**INFORMATION PROVIDED:**
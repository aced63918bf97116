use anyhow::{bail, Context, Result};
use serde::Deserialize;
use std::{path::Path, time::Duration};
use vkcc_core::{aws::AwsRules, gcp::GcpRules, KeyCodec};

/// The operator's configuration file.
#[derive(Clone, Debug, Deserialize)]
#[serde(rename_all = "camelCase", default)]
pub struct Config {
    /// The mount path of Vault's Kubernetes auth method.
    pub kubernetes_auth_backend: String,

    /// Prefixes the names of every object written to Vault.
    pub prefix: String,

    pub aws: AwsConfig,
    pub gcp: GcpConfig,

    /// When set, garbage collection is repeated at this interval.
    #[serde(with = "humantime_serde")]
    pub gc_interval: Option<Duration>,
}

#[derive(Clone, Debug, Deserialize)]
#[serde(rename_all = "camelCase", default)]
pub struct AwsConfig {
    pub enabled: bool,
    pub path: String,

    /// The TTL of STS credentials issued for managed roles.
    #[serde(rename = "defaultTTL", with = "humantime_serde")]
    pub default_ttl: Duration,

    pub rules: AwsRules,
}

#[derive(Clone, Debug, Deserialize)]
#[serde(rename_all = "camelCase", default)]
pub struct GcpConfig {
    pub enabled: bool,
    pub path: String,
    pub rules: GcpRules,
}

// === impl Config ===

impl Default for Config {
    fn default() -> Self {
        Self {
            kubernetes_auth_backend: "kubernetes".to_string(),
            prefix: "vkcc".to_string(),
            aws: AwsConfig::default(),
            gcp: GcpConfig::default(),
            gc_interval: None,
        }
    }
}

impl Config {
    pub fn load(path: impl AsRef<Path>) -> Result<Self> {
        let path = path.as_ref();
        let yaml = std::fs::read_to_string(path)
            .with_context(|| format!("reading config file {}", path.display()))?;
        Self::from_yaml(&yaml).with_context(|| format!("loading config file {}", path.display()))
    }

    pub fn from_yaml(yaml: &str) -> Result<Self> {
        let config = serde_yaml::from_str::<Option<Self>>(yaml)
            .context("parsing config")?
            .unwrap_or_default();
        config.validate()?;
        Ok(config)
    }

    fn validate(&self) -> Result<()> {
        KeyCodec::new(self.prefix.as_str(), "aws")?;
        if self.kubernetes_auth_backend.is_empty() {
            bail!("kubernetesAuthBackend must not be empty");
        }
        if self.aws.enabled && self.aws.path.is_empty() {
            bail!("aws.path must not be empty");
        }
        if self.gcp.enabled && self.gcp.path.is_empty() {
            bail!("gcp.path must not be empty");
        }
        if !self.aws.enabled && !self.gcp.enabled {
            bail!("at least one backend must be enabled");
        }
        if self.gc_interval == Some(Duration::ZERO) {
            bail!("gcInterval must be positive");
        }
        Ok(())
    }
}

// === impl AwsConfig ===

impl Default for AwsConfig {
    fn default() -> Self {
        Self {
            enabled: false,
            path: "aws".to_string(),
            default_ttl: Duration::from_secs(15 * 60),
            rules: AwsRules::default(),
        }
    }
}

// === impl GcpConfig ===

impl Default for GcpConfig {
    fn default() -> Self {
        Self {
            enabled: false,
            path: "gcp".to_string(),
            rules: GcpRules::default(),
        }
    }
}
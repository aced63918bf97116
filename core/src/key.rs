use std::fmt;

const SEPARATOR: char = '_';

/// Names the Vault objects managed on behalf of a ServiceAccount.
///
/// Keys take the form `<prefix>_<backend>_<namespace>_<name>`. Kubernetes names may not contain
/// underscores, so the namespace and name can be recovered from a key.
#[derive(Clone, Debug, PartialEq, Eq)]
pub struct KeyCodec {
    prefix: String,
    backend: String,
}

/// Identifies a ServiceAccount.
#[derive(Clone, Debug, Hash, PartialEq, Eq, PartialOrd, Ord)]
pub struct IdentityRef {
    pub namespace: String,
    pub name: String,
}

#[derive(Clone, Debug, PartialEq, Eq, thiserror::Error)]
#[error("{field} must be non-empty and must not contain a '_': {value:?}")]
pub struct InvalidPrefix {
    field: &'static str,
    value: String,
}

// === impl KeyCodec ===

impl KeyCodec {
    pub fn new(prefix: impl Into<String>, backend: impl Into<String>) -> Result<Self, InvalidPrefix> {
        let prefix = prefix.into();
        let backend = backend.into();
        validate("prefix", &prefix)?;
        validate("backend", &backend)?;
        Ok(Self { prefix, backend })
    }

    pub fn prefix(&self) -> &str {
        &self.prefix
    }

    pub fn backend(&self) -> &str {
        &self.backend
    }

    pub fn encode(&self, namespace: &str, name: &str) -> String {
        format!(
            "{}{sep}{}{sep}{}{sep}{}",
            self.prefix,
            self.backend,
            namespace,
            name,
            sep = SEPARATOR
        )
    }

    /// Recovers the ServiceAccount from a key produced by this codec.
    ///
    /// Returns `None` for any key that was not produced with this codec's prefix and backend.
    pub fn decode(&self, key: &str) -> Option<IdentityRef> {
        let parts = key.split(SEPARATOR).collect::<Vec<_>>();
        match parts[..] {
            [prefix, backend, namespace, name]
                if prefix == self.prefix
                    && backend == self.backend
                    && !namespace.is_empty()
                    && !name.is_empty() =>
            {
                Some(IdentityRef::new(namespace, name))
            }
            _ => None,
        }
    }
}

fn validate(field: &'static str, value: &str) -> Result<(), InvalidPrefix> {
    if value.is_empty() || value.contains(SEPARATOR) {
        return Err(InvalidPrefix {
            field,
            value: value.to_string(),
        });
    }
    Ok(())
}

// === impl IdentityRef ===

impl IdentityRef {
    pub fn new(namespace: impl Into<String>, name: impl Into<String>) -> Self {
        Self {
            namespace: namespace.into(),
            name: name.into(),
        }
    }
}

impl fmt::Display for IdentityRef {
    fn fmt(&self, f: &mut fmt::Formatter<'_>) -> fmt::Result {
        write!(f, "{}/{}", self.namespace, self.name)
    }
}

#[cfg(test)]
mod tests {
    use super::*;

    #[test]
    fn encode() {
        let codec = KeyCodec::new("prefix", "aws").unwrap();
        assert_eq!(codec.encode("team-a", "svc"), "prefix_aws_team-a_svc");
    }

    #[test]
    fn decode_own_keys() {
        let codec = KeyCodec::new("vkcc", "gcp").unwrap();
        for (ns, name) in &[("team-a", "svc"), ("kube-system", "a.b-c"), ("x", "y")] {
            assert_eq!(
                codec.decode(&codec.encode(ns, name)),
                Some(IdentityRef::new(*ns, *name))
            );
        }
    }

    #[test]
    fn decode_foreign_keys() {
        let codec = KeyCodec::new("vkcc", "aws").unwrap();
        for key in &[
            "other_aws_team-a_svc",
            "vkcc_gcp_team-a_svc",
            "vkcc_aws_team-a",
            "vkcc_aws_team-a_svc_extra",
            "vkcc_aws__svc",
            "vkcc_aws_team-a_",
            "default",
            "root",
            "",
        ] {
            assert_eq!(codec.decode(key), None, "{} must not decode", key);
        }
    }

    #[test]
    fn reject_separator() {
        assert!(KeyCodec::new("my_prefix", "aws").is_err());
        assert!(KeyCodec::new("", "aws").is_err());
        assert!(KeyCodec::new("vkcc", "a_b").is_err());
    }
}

**PROMPT:**
Scan the entries above for the string "Option" and copy each line that contains it.

**RESULT OF THE TASK:**
    pub gc_interval: Option<Duration>,
        let config = serde_yaml::from_str::<Option<Self>>(yaml)
    pub fn decode(&self, key: &str) -> Option<IdentityRef> {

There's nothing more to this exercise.